Write the data out again exactly and in full.

▶ **PROVIDED RECORDS**:
+ + + + + + +

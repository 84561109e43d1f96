//! Property-based tests for envelope invariants.
//!
//! - Every recipient recovers the message; outsiders get nothing
//! - Envelope length is `56 + 49 * recipients + message + 16`
//! - Any single bit flip makes a single-recipient envelope unreadable
//! - `max` outside `1..=255` never reaches the envelope functions

#![cfg(feature = "xsalsa")]
// Test code legitimately uses panic patterns for test failure reporting
#![allow(clippy::expect_used, clippy::panic, clippy::unwrap_used)]

use proptest::prelude::*;

use multibox::{
    decrypt, decrypt_symmetric, encrypt, encrypt_symmetric, envelope_len, Capacity, GroupKey,
    Keypair, MultiboxError, PublicKey, Salsa,
};

fn keypairs(n: usize) -> Vec<Keypair> {
    (0..n).map(|_| Keypair::generate().unwrap()).collect()
}

fn public_keys(keypairs: &[Keypair]) -> Vec<PublicKey> {
    keypairs.iter().map(|k| *k.public_key()).collect()
}

// ==================== Recipient Property Tests ====================

proptest! {
    #![proptest_config(ProptestConfig::with_cases(32))]

    /// Every listed recipient opens the envelope to the original message.
    #[test]
    fn every_recipient_opens(
        message in prop::collection::vec(any::<u8>(), 0..512),
        n in 1usize..=7,
    ) {
        let keypairs = keypairs(n);
        let envelope = encrypt::<Salsa>(&message, &public_keys(&keypairs), Capacity::DEFAULT).unwrap();

        for keypair in &keypairs {
            let opened = decrypt::<Salsa>(&envelope, keypair.secret_key(), Capacity::DEFAULT);
            prop_assert_eq!(opened.as_deref(), Some(message.as_slice()));
        }
    }

    /// A key that was not listed opens nothing.
    #[test]
    fn outsider_opens_nothing(
        message in prop::collection::vec(any::<u8>(), 0..256),
        n in 0usize..=7,
    ) {
        let envelope = encrypt::<Salsa>(&message, &public_keys(&keypairs(n)), Capacity::DEFAULT).unwrap();
        let outsider = Keypair::generate().unwrap();
        prop_assert_eq!(decrypt::<Salsa>(&envelope, outsider.secret_key(), Capacity::DEFAULT), None);
    }

    /// Group recipients open a symmetric envelope whose header is exactly
    /// what the caller supplied.
    #[test]
    fn symmetric_header_is_caller_supplied(
        message in prop::collection::vec(any::<u8>(), 0..256),
        nonce in any::<[u8; 24]>(),
        ephemeral_pk in any::<[u8; 32]>(),
        n in 1usize..=7,
    ) {
        let keys: Vec<GroupKey> = (0..n).map(|_| GroupKey::generate().unwrap()).collect();
        let envelope = encrypt_symmetric::<Salsa>(
            &message,
            &nonce,
            &PublicKey::from(ephemeral_pk),
            &keys,
            Capacity::DEFAULT,
        ).unwrap();

        prop_assert_eq!(&envelope[..24], &nonce[..]);
        prop_assert_eq!(&envelope[24..56], &ephemeral_pk[..]);
        for key in &keys {
            let opened = decrypt_symmetric::<Salsa>(&envelope, key, Capacity::DEFAULT);
            prop_assert_eq!(opened.as_deref(), Some(message.as_slice()));
        }
    }

    /// Bytes that were never sealed never open.
    #[test]
    fn arbitrary_bytes_never_open(bytes in prop::collection::vec(any::<u8>(), 0..600)) {
        let keypair = Keypair::generate().unwrap();
        let group_key = GroupKey::generate().unwrap();
        prop_assert_eq!(decrypt::<Salsa>(&bytes, keypair.secret_key(), Capacity::MAX), None);
        prop_assert_eq!(decrypt_symmetric::<Salsa>(&bytes, &group_key, Capacity::MAX), None);
    }
}

// ==================== Layout Property Tests ====================

proptest! {
    #![proptest_config(ProptestConfig::with_cases(16))]

    /// Length follows the layout for every recipient count up to the limit.
    #[test]
    fn length_follows_layout(
        k in prop::sample::select(vec![0usize, 1, 7, 128, 255]),
        message_len in 0usize..128,
    ) {
        let keys: Vec<GroupKey> = (0..k).map(|_| GroupKey::generate().unwrap()).collect();
        let message = vec![0x5a; message_len];
        let envelope = encrypt_symmetric::<Salsa>(
            &message,
            &[1u8; 24],
            &PublicKey::from([2u8; 32]),
            &keys,
            Capacity::MAX,
        ).unwrap();

        prop_assert_eq!(envelope.len(), 56 + 49 * k + message_len + 16);
        prop_assert_eq!(envelope.len(), envelope_len(k, message_len));
    }

    /// Flipping any bit of a single-recipient envelope makes it unreadable.
    #[test]
    fn single_bit_flip_is_detected(
        message in prop::collection::vec(any::<u8>(), 0..64),
        position in any::<prop::sample::Index>(),
        bit in 0u8..8,
    ) {
        let keypair = Keypair::generate().unwrap();
        let mut envelope = encrypt::<Salsa>(&message, &[*keypair.public_key()], Capacity::DEFAULT).unwrap();

        let i = position.index(envelope.len());
        envelope[i] ^= 1 << bit;
        prop_assert_eq!(decrypt::<Salsa>(&envelope, keypair.secret_key(), Capacity::DEFAULT), None);
    }
}

// ==================== Capacity Property Tests ====================

proptest! {
    /// `Capacity::new` accepts exactly `1..=255`.
    #[test]
    fn capacity_accepts_exactly_one_to_255(max in any::<i64>()) {
        match Capacity::new(max) {
            Ok(capacity) => {
                prop_assert!((1..=255).contains(&max));
                prop_assert_eq!(i64::from(capacity.get()), max);
            }
            Err(MultiboxError::InvalidConfig { max: rejected }) => {
                prop_assert!(!(1..=255).contains(&max));
                prop_assert_eq!(rejected, max);
            }
            Err(other) => prop_assert!(false, "unexpected error {other}"),
        }
    }

    /// Counts above the limit are refused before anything is sealed.
    #[test]
    fn counts_above_limit_are_refused(max in 1i64..=16, extra in 1usize..4) {
        let capacity = Capacity::new(max).unwrap();
        let count = usize::from(capacity.get()) + extra;
        let keys: Vec<GroupKey> = (0..count).map(|_| GroupKey::generate().unwrap()).collect();

        let result = encrypt_symmetric::<Salsa>(b"x", &[0u8; 24], &PublicKey::from([0u8; 32]), &keys, capacity);
        let refused = matches!(
            result,
            Err(MultiboxError::CapacityExceeded { count: c, max: m }) if c == count && m == capacity.get()
        );
        prop_assert!(refused);
    }
}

+ + + + + + +

▶ **TASK OUTPUT**:
repository 84561109e43d1f96
//! Property-based tests for envelope invariants.
//!
//! - Every recipient recovers the message; outsiders get nothing
//! - Envelope length is `56 + 49 * recipients + message + 16`
//! - Any single bit flip makes a single-recipient envelope unreadable
//! - `max` outside `1..=255` never reaches the envelope functions

#![cfg(feature = "xsalsa")]
// Test code legitimately uses panic patterns for test failure reporting
#![allow(clippy::expect_used, clippy::panic, clippy::unwrap_used)]

use proptest::prelude::*;

use multibox::{
    decrypt, decrypt_symmetric, encrypt, encrypt_symmetric, envelope_len, Capacity, GroupKey,
    Keypair, MultiboxError, PublicKey, Salsa,
};

fn keypairs(n: usize) -> Vec<Keypair> {
    (0..n).map(|_| Keypair::generate().unwrap()).collect()
}

fn public_keys(keypairs: &[Keypair]) -> Vec<PublicKey> {
    keypairs.iter().map(|k| *k.public_key()).collect()
}

// ==================== Recipient Property Tests ====================

proptest! {
    #![proptest_config(ProptestConfig::with_cases(32))]

    /// Every listed recipient opens the envelope to the original message.
    #[test]
    fn every_recipient_opens(
        message in prop::collection::vec(any::<u8>(), 0..512),
        n in 1usize..=7,
    ) {
        let keypairs = keypairs(n);
        let envelope = encrypt::<Salsa>(&message, &public_keys(&keypairs), Capacity::DEFAULT).unwrap();

        for keypair in &keypairs {
            let opened = decrypt::<Salsa>(&envelope, keypair.secret_key(), Capacity::DEFAULT);
            prop_assert_eq!(opened.as_deref(), Some(message.as_slice()));
        }
    }

    /// A key that was not listed opens nothing.
    #[test]
    fn outsider_opens_nothing(
        message in prop::collection::vec(any::<u8>(), 0..256),
        n in 0usize..=7,
    ) {
        let envelope = encrypt::<Salsa>(&message, &public_keys(&keypairs(n)), Capacity::DEFAULT).unwrap();
        let outsider = Keypair::generate().unwrap();
        prop_assert_eq!(decrypt::<Salsa>(&envelope, outsider.secret_key(), Capacity::DEFAULT), None);
    }

    /// Group recipients open a symmetric envelope whose header is exactly
    /// what the caller supplied.
    #[test]
    fn symmetric_header_is_caller_supplied(
        message in prop::collection::vec(any::<u8>(), 0..256),
        nonce in any::<[u8; 24]>(),
        ephemeral_pk in any::<[u8; 32]>(),
        n in 1usize..=7,
    ) {
        let keys: Vec<GroupKey> = (0..n).map(|_| GroupKey::generate().unwrap()).collect();
        let envelope = encrypt_symmetric::<Salsa>(
            &message,
            &nonce,
            &PublicKey::from(ephemeral_pk),
            &keys,
            Capacity::DEFAULT,
        ).unwrap();

        prop_assert_eq!(&envelope[..24], &nonce[..]);
        prop_assert_eq!(&envelope[24..56], &ephemeral_pk[..]);
        for key in &keys {
            let opened = decrypt_symmetric::<Salsa>(&envelope, key, Capacity::DEFAULT);
            prop_assert_eq!(opened.as_deref(), Some(message.as_slice()));
        }
    }

    /// Bytes that were never sealed never open.
    #[test]
    fn arbitrary_bytes_never_open(bytes in prop::collection::vec(any::<u8>(), 0..600)) {
        let keypair = Keypair::generate().unwrap();
        let group_key = GroupKey::generate().unwrap();
        prop_assert_eq!(decrypt::<Salsa>(&bytes, keypair.secret_key(), Capacity::MAX), None);
        prop_assert_eq!(decrypt_symmetric::<Salsa>(&bytes, &group_key, Capacity::MAX), None);
    }
}

// ==================== Layout Property Tests ====================

proptest! {
    #![proptest_config(ProptestConfig::with_cases(16))]

    /// Length follows the layout for every recipient count up to the limit.
    #[test]
    fn length_follows_layout(
        k in prop::sample::select(vec![0usize, 1, 7, 128, 255]),
        message_len in 0usize..128,
    ) {
        let keys: Vec<GroupKey> = (0..k).map(|_| GroupKey::generate().unwrap()).collect();
        let message = vec![0x5a; message_len];
        let envelope = encrypt_symmetric::<Salsa>(
            &message,
            &[1u8; 24],
            &PublicKey::from([2u8; 32]),
            &keys,
            Capacity::MAX,
        ).unwrap();

        prop_assert_eq!(envelope.len(), 56 + 49 * k + message_len + 16);
        prop_assert_eq!(envelope.len(), envelope_len(k, message_len));
    }

    /// Flipping any bit of a single-recipient envelope makes it unreadable.
    #[test]
    fn single_bit_flip_is_detected(
        message in prop::collection::vec(any::<u8>(), 0..64),
        position in any::<prop::sample::Index>(),
        bit in 0u8..8,
    ) {
        let keypair = Keypair::generate().unwrap();
        let mut envelope = encrypt::<Salsa>(&message, &[*keypair.public_key()], Capacity::DEFAULT).unwrap();

        let i = position.index(envelope.len());
        envelope[i] ^= 1 << bit;
        prop_assert_eq!(decrypt::<Salsa>(&envelope, keypair.secret_key(), Capacity::DEFAULT), None);
    }
}

// ==================== Capacity Property Tests ====================

proptest! {
    /// `Capacity::new` accepts exactly `1..=255`.
    #[test]
    fn capacity_accepts_exactly_one_to_255(max in any::<i64>()) {
        match Capacity::new(max) {
            Ok(capacity) => {
                prop_assert!((1..=255).contains(&max));
                prop_assert_eq!(i64::from(capacity.get()), max);
            }
            Err(MultiboxError::InvalidConfig { max: rejected }) => {
                prop_assert!(!(1..=255).contains(&max));
                prop_assert_eq!(rejected, max);
            }
            Err(other) => prop_assert!(false, "unexpected error {other}"),
        }
    }

    /// Counts above the limit are refused before anything is sealed.
    #[test]
    fn counts_above_limit_are_refused(max in 1i64..=16, extra in 1usize..4) {
        let capacity = Capacity::new(max).unwrap();
        let count = usize::from(capacity.get()) + extra;
        let keys: Vec<GroupKey> = (0..count).map(|_| GroupKey::generate().unwrap()).collect();

        let result = encrypt_symmetric::<Salsa>(b"x", &[0u8; 24], &PublicKey::from([0u8; 32]), &keys, capacity);
        let refused = matches!(
            result,
            Err(MultiboxError::CapacityExceeded { count: c, max: m }) if c == count && m == capacity.get()
        );
        prop_assert!(refused);
    }
}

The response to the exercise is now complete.